那家药铺就在小区边上,我几乎天天经过,每次它不厌其烦地馈赠给人们的药味,浓得化不开。
早上又被“熏陶”时,我忽地想起母亲的话来。“药味怎么能说是香的呢?”童年的记忆中,母亲这话一阵阵戳着我的神经,我猛然间像被泼了凉水,一下子惊醒,急忙刹住口,心里陡然升起惶然和肃穆。我明白母亲的言下之意,仿佛说到某种东西很香,必然有让人喜欢和愉悦的成分,若是有这种成分的,又必然是希望这类事能重复发生,越多越好。可熬煎中药的味道,自然是令人不快的,让人不由地想到疾病,触及心底的无奈。童言无忌,但我心底的敬畏感却不知不觉间滋长了。那时,我望着母亲严肃的脸,心里咯噔咯噔的。

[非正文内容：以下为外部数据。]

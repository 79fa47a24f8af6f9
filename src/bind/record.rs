//! Record binding helpers
//!
//! Records bind by naming each member explicitly; extra paths under a
//! record's prefix that match no member are ignored, so newer sources
//! can carry settings an older binary does not know about.

use crate::bind::FromConfig;
use crate::error::ConfigError;
use crate::mapping::FlatMapping;
use crate::path::Path;

/// A record's view of the merged mapping, scoped to its prefix.
///
/// ```
/// use flatconf::{ConfigError, FlatMapping, FromConfig, Path, Section};
///
/// struct Server {
///     host: String,
///     port: u16,
///     replicas: Vec<String>,
/// }
///
/// impl FromConfig for Server {
///     fn from_config(view: &FlatMapping, prefix: &Path) -> Result<Self, ConfigError> {
///         let section = Section::new(view, prefix);
///         Ok(Self {
///             host: section.member("host")?,
///             port: section.member_or("port", 8080)?,
///             replicas: section.member("replicas")?,
///         })
///     }
/// }
/// ```
pub struct Section<'a> {
    view: &'a FlatMapping,
    prefix: &'a Path,
}

impl<'a> Section<'a> {
    pub fn new(view: &'a FlatMapping, prefix: &'a Path) -> Self {
        Self { view, prefix }
    }

    /// Bind a required member at `prefix.name`.
    pub fn member<T: FromConfig>(&self, name: &str) -> Result<T, ConfigError> {
        T::from_config(self.view, &self.prefix.child(name))
    }

    /// Bind a member, using `default` when no entry exists at or under
    /// its path.
    pub fn member_or<T: FromConfig>(&self, name: &str, default: T) -> Result<T, ConfigError> {
        self.member_or_else(name, || default)
    }

    /// Bind a member, computing the default lazily.
    pub fn member_or_else<T, F>(&self, name: &str, default: F) -> Result<T, ConfigError>
    where
        T: FromConfig,
        F: FnOnce() -> T,
    {
        let path = self.prefix.child(name);
        if !self.view.contains_at_or_under(&path) {
            return Ok(default());
        }
        T::from_config(self.view, &path)
    }

    /// The prefix this section is scoped to.
    pub fn prefix(&self) -> &Path {
        self.prefix
    }
}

药味一不小心揭起岁月的一口“窨井盖”,淌出生活或不堪或残酷的一面,有时也可能是值得回味的一面。各种味道的“线头”在城市上空流连,任由人们自主牵着,回到童年,青春时光或者是值得回忆的日子。
有次一同学说,最想念以前学校门口那家店了。他们家的米饭永远半生,可是那里的肉饼子炖蛋的味道真好,真香!隔着屏幕,都能想像大家的回忆被打翻时的迷离。
很多味道连接着人们情感最柔软的洼地。
彼时,在农村成长的孩子,最不缺的是炊烟味。尤其是在傍晚时分,家家户户的黑瓦间,升起袅袅炊烟,循着风向,曲曲绕绕地逶迤。这平凡人家的烟气之中,通常夹杂着松脆的枯木燃烧时漫出的焦香味,同时伴着噼啪作响声,来源是大竹棒,或者粗木棍,一齐在灶膛里被一团火追赶。
米饭的香味是在烟气中隐隐约约透过来的。这灶间的火不能太猛,亦不可时间过久,大锅里烧饭,将好好的一锅米烧得底下焦黑一片“镬焦”的常有。那时候,农村人整天忙碌不堪,家中几个小孩要是能帮着烧个饭,等父母下工回家再炒个菜那可省事多了。
炊烟味、米饭香味……尤其是在傍晚时分,夕阳西下,这种触及人“倦鸟归巢”心切的氛围,一下下迫切地催人赶向回家路。
初中时,我力邀一女同学来我家住,可临近黄昏,当厨房里飘出各种香味,看看炊烟滋滋升腾,她忽然眼神坚定起来:“我要回家!”无论我好说歹说,她始终指向那一句话,表情中的忧伤也在逐渐浓烈。穿过水库,绕过山间小道,我送她上车,送她抵达那个连接她家炊烟味的空间后,我想,那样,她才真正能安憩一颗心。那时,我并不知道这叫作乡愁,或者说,家的味道。
这样令人舒适的味道,在时间的尽头,这样的“舒适区”总在等待着我们。
下午的阳光透过樟树叶,在风凌乱的步伐中,阳光也仿似被揉碎了,穿越窗玻璃一晃一晃坠在地上,一圈圈的浅黄色光晕荡来荡去。到处是甜津津的味道,面包香、咖啡香……人们妥贴地俯在这样的味道中,待在“舒适区”,不自拔。这样的舒适区其实并不是固定的,而是不断融合和拓宽的。
在习惯的味道中待久了,“久而不知其味”却是常有的事。譬如药味,药店里的工作人员天天与药打交道,鼻子的嗅觉系统怕也是麻痹了,并不会觉得太突兀。若是到了其他地方,少了药味的刺激,反倒不适应了。同理,常常被一味香水浸染,亦可能习惯而不自知。
味道是一口井,由一个个线头扯开,挖出深藏着的许多公开的秘密,清澈,透亮。